** Assigned task **
Where in the records does the word "command" occur? Copy each line in which it does.

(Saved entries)
---
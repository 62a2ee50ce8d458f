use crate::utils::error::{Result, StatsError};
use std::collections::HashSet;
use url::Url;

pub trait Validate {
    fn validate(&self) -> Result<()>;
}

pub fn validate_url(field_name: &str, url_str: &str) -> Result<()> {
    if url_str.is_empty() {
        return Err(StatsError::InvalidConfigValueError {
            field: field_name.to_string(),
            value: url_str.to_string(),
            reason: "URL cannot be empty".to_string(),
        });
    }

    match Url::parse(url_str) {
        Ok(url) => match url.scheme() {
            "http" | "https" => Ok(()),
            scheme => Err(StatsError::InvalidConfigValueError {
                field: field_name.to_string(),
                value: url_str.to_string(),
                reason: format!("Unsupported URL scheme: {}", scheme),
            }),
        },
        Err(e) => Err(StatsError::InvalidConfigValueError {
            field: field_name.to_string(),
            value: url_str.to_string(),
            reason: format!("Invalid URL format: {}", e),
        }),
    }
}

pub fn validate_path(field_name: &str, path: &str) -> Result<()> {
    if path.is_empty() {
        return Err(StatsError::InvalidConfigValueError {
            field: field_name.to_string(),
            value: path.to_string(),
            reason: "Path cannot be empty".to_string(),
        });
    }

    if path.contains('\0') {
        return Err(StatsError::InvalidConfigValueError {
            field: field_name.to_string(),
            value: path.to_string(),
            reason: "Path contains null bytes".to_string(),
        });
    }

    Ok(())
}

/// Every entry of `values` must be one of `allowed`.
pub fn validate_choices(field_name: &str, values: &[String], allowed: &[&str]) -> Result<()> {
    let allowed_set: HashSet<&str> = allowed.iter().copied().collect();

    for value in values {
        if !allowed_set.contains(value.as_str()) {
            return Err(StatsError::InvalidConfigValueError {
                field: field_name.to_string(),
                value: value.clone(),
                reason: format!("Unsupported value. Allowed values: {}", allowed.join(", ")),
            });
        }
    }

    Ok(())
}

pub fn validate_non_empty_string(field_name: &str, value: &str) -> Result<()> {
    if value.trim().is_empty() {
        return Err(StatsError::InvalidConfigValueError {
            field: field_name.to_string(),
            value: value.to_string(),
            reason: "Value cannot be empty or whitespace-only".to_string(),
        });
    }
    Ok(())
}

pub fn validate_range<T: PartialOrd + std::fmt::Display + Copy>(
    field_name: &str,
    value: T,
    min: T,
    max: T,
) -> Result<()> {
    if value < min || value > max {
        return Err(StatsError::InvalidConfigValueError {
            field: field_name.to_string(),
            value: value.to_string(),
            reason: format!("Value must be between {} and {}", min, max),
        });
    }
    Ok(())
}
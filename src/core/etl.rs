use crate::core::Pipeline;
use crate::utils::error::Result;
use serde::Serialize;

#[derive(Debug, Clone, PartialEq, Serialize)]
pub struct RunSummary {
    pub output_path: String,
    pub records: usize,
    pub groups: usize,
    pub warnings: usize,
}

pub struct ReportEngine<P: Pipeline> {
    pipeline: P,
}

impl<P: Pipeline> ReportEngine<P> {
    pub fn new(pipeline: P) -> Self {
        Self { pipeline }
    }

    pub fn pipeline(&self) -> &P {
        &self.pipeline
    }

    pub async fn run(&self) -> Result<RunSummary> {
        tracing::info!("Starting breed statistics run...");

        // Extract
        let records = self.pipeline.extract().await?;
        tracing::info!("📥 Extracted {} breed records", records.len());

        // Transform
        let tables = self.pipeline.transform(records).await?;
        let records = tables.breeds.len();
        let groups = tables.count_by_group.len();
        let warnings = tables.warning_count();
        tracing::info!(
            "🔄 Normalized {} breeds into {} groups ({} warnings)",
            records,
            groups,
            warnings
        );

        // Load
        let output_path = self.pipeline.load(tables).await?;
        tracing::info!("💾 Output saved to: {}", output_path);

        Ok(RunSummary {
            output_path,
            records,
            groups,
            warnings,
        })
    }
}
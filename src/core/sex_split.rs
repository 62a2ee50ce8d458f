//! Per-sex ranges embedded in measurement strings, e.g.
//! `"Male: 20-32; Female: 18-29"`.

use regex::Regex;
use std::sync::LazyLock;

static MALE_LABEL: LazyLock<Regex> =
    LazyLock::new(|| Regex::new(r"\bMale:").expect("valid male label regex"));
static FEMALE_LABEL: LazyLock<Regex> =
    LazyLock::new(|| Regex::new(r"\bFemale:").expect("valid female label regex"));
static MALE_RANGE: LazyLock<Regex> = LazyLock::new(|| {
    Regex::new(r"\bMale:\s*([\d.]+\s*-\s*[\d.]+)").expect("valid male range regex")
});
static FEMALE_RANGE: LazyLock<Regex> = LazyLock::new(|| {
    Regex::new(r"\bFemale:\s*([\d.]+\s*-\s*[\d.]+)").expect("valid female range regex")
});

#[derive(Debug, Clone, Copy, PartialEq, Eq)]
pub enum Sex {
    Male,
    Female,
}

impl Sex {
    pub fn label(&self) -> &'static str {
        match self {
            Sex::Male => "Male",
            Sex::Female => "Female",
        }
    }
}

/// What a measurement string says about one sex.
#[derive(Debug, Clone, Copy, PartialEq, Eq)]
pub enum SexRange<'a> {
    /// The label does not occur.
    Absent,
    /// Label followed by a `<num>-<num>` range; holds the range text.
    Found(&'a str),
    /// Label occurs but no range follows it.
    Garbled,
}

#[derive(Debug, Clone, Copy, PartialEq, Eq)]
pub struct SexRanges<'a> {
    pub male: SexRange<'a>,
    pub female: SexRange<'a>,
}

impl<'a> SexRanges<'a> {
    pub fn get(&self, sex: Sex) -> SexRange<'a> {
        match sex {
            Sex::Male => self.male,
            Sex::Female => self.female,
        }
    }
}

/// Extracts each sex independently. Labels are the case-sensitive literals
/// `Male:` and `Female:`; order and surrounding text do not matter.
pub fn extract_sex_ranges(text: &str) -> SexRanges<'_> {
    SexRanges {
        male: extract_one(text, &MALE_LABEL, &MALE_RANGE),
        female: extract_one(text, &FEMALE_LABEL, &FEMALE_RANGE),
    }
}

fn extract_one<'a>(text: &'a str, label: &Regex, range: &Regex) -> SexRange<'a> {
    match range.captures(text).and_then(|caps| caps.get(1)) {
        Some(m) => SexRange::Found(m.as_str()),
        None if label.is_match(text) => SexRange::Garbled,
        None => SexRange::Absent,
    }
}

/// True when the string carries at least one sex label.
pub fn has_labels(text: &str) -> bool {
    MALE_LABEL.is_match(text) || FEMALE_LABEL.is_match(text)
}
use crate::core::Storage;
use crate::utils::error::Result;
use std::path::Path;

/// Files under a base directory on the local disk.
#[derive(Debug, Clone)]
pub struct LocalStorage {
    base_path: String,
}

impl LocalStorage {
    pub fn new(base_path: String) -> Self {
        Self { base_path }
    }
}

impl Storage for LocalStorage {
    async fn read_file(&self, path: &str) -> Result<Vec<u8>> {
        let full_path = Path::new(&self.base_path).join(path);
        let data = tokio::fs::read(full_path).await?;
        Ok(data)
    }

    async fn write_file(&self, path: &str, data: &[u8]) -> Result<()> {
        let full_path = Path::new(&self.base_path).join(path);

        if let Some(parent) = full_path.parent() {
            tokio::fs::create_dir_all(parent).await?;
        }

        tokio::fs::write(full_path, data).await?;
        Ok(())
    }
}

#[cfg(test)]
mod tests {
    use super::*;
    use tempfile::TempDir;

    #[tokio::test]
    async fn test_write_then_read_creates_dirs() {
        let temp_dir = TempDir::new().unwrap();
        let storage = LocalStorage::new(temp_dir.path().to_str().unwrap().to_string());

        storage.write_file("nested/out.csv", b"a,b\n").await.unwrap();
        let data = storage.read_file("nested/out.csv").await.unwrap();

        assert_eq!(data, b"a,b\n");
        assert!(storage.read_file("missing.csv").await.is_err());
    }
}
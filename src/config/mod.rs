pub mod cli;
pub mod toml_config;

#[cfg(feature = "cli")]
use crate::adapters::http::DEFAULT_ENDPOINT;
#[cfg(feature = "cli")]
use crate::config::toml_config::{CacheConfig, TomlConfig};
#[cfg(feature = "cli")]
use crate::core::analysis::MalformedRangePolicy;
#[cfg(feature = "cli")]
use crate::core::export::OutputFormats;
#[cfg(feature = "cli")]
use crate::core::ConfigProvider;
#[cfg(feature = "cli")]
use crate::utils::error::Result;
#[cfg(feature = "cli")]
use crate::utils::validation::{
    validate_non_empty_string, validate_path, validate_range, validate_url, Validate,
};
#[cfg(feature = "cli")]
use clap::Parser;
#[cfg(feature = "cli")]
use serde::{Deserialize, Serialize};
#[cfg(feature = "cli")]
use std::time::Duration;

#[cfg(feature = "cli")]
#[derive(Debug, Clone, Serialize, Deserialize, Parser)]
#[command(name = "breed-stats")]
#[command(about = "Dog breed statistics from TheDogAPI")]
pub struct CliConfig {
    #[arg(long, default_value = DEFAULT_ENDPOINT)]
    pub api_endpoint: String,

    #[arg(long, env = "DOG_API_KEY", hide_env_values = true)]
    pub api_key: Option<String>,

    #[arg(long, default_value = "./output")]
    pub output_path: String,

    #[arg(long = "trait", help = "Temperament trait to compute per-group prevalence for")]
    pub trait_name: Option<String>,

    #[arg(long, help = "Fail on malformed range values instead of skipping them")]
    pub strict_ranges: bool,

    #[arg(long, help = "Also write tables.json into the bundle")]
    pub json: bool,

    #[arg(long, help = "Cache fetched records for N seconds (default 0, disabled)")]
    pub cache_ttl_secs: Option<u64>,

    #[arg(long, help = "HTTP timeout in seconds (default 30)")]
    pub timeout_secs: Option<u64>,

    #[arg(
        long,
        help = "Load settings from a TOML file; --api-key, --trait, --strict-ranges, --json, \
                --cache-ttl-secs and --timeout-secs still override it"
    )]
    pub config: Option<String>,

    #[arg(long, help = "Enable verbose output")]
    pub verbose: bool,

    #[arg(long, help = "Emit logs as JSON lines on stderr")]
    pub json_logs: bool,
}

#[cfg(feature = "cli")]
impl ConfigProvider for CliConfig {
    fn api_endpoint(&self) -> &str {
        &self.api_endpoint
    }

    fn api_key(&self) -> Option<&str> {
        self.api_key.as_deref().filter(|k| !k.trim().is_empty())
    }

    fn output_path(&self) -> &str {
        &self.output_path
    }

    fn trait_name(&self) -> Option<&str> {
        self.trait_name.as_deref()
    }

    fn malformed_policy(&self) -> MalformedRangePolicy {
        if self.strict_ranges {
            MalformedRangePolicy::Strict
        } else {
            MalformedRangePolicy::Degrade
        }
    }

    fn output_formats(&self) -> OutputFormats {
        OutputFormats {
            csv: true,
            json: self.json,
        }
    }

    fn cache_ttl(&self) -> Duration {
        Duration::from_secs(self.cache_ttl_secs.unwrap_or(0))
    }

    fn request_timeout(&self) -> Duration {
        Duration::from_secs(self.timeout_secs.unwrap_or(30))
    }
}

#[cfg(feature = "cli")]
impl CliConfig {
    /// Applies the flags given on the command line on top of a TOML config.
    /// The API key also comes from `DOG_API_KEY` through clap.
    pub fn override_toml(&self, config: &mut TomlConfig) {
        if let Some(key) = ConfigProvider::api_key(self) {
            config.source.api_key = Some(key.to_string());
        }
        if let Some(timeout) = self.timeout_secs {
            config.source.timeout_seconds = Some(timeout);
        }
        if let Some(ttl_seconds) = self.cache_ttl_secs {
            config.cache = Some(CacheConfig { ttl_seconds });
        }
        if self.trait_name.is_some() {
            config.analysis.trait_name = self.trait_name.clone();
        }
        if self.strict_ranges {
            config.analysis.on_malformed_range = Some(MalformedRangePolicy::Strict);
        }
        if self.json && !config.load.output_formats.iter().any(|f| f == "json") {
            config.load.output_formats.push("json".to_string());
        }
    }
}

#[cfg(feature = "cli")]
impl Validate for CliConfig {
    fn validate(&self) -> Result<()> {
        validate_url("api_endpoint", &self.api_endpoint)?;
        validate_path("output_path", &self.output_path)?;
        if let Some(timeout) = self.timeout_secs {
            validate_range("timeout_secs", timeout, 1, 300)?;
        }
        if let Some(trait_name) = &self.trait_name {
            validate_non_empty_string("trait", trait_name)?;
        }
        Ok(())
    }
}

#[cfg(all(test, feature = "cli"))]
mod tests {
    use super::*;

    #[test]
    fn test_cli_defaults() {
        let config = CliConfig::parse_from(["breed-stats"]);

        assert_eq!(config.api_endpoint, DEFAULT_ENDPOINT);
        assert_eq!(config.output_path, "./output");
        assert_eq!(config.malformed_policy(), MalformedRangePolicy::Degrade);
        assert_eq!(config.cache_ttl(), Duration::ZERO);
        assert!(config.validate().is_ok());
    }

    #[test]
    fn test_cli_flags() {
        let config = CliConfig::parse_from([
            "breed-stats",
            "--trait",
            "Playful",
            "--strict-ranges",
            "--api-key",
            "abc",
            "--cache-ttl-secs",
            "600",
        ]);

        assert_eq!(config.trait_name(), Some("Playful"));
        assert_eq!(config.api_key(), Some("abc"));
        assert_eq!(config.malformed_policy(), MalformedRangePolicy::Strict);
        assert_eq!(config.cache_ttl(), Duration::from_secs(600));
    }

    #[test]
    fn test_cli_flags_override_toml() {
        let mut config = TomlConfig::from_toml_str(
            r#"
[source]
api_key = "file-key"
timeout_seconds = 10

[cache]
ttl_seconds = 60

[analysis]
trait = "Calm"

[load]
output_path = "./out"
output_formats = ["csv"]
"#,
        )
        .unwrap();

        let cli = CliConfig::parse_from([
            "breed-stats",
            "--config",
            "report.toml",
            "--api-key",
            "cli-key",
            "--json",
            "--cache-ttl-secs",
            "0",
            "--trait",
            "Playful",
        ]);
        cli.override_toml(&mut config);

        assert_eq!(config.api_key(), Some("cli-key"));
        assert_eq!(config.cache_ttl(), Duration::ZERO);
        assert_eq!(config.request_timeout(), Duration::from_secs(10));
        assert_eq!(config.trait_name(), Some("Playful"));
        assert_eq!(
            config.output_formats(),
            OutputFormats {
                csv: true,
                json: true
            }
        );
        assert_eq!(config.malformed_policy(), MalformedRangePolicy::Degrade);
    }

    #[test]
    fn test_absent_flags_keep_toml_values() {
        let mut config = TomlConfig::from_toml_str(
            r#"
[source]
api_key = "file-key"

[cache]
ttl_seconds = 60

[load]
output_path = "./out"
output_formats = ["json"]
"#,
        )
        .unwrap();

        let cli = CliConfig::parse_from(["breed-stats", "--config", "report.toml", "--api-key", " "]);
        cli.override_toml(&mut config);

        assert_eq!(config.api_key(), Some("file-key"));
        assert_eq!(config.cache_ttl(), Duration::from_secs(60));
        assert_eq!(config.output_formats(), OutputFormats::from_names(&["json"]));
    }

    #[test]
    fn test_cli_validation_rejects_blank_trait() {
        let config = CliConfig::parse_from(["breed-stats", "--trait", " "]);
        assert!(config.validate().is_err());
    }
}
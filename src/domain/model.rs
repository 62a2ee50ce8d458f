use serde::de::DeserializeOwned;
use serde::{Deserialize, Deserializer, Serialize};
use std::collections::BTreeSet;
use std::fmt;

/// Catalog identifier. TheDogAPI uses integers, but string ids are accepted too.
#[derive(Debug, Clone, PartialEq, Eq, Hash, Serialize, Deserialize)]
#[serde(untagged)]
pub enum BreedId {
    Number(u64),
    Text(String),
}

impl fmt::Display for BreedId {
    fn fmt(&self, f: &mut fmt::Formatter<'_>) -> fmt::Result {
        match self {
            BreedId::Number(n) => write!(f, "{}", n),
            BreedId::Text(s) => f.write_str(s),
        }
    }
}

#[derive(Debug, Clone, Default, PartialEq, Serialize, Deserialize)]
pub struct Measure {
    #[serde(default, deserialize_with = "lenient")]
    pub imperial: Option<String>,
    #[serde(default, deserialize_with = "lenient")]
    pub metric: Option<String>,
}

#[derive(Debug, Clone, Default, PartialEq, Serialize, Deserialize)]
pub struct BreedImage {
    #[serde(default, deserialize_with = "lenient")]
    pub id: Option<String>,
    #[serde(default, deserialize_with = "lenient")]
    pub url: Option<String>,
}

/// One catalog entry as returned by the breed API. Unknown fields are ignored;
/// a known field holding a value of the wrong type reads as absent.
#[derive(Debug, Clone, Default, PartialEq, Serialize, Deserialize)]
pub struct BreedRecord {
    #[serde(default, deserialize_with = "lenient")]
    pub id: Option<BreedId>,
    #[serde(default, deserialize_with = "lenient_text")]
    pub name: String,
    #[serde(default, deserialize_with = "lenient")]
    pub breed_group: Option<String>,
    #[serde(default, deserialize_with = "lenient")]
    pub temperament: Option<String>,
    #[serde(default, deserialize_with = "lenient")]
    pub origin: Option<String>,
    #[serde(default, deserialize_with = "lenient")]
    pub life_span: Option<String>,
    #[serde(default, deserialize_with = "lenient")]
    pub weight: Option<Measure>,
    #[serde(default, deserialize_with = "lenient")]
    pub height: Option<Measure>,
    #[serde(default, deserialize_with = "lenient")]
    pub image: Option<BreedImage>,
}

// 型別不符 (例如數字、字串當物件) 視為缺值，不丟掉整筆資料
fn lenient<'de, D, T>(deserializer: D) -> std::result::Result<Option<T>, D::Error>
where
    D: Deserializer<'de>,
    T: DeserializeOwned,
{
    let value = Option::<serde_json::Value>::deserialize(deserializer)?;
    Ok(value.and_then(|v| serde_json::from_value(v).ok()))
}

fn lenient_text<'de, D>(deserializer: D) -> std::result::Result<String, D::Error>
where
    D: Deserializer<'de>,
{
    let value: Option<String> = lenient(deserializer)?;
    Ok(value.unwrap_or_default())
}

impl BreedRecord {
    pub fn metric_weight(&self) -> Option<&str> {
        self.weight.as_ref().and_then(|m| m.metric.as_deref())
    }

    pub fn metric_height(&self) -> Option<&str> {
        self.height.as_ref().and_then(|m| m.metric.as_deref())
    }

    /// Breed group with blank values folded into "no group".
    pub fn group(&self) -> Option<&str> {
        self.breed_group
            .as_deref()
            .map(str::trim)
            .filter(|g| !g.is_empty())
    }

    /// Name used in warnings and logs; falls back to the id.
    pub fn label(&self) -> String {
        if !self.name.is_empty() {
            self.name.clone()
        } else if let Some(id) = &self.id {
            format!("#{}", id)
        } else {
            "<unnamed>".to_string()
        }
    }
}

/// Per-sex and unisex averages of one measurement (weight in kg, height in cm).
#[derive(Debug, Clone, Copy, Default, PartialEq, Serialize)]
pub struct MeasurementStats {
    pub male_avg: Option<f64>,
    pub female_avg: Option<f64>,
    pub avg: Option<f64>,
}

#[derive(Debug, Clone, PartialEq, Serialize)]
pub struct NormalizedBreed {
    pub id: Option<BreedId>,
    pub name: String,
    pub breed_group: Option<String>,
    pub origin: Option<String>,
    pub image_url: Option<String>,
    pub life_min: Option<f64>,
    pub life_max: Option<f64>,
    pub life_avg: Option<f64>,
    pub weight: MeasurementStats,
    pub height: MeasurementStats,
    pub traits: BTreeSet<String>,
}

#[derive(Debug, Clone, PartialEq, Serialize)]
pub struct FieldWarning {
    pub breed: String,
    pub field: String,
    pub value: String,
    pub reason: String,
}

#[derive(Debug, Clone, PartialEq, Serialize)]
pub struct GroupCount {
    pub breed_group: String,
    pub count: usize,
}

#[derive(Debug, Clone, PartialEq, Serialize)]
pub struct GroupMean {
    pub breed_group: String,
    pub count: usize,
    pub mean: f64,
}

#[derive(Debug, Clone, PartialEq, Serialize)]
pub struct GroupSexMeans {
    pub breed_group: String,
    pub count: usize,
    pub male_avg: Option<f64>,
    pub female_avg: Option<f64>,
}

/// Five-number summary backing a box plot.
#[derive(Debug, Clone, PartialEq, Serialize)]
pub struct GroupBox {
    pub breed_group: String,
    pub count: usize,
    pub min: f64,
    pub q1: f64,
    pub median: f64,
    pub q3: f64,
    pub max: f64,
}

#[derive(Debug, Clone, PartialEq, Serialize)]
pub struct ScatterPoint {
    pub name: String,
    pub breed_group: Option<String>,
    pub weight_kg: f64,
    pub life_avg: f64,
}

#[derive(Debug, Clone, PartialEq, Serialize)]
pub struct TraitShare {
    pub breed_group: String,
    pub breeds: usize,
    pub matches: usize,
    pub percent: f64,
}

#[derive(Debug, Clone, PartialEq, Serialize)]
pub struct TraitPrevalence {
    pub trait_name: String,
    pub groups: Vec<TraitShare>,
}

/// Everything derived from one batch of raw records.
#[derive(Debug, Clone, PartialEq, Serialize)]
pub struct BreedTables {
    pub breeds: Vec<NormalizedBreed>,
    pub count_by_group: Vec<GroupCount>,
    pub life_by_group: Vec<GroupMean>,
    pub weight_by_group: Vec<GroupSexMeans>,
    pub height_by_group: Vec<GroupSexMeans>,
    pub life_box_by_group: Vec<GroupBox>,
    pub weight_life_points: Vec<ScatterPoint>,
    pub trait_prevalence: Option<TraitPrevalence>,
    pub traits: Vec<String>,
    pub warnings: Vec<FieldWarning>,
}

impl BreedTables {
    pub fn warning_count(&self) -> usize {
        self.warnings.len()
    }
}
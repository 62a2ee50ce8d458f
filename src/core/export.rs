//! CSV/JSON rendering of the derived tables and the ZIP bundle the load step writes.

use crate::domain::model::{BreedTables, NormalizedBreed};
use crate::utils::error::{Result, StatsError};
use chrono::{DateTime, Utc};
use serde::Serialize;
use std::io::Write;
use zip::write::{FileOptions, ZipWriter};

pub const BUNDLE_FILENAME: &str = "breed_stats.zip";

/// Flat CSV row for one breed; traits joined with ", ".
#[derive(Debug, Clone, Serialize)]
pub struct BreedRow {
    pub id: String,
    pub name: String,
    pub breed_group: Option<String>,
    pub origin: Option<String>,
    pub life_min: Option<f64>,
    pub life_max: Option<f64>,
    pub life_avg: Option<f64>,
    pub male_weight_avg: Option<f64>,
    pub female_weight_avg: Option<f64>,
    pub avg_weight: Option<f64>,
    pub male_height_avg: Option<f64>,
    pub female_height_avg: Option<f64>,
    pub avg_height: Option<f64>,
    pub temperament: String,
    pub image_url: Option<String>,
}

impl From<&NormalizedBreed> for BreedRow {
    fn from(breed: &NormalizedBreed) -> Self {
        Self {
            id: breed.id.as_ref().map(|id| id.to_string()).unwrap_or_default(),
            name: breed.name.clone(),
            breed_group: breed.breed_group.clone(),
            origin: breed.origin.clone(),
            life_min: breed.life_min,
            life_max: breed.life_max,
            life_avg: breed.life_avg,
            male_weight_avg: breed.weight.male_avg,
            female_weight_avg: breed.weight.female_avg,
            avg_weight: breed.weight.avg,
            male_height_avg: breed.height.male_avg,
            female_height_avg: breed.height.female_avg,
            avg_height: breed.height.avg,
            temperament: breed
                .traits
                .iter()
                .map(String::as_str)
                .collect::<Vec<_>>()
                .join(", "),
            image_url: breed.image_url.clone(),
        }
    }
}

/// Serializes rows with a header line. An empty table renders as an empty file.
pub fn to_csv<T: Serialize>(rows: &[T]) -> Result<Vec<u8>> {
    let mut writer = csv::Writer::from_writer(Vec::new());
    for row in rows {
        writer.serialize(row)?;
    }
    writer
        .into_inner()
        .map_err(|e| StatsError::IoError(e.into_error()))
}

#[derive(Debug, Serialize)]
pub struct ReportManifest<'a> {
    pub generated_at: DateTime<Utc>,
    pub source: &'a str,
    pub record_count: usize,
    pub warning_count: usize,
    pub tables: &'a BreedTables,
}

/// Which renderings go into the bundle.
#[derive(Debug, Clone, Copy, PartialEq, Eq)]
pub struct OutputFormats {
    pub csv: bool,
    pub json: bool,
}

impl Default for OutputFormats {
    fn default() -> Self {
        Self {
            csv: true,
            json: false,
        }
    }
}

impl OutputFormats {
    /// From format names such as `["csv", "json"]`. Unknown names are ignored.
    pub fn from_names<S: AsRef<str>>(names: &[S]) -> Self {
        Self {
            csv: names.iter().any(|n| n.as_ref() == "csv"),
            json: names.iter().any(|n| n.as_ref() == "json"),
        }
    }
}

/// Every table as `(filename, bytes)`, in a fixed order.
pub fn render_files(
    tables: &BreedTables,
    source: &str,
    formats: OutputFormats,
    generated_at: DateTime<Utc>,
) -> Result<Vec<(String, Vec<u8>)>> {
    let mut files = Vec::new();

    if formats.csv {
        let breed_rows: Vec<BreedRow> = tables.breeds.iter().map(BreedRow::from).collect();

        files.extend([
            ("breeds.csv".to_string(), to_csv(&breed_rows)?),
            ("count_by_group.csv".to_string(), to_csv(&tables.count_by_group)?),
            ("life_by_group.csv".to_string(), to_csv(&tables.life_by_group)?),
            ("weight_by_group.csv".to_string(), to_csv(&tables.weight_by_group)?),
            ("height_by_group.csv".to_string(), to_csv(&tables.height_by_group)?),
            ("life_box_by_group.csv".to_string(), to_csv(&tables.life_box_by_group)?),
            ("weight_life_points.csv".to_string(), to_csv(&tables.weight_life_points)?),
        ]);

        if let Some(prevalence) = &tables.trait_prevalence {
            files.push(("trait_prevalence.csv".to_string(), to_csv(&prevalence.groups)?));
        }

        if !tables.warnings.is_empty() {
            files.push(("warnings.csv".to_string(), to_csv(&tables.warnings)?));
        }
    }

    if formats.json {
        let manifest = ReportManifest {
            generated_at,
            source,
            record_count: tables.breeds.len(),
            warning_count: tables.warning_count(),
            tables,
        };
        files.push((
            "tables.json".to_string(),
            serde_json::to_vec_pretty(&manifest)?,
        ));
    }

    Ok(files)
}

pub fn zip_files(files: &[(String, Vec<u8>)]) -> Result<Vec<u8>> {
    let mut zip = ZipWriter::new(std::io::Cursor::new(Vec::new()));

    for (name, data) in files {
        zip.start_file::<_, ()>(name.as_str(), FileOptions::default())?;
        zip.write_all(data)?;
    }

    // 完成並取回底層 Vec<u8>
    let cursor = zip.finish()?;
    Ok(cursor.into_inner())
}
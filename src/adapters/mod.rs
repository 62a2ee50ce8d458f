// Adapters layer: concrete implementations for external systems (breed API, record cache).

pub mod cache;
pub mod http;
---
** Answer to the problem **
#[command(name = "breed-stats")]
#[command(about = "Dog breed statistics from TheDogAPI")]
    /// Applies the flags given on the command line on top of a TOML config.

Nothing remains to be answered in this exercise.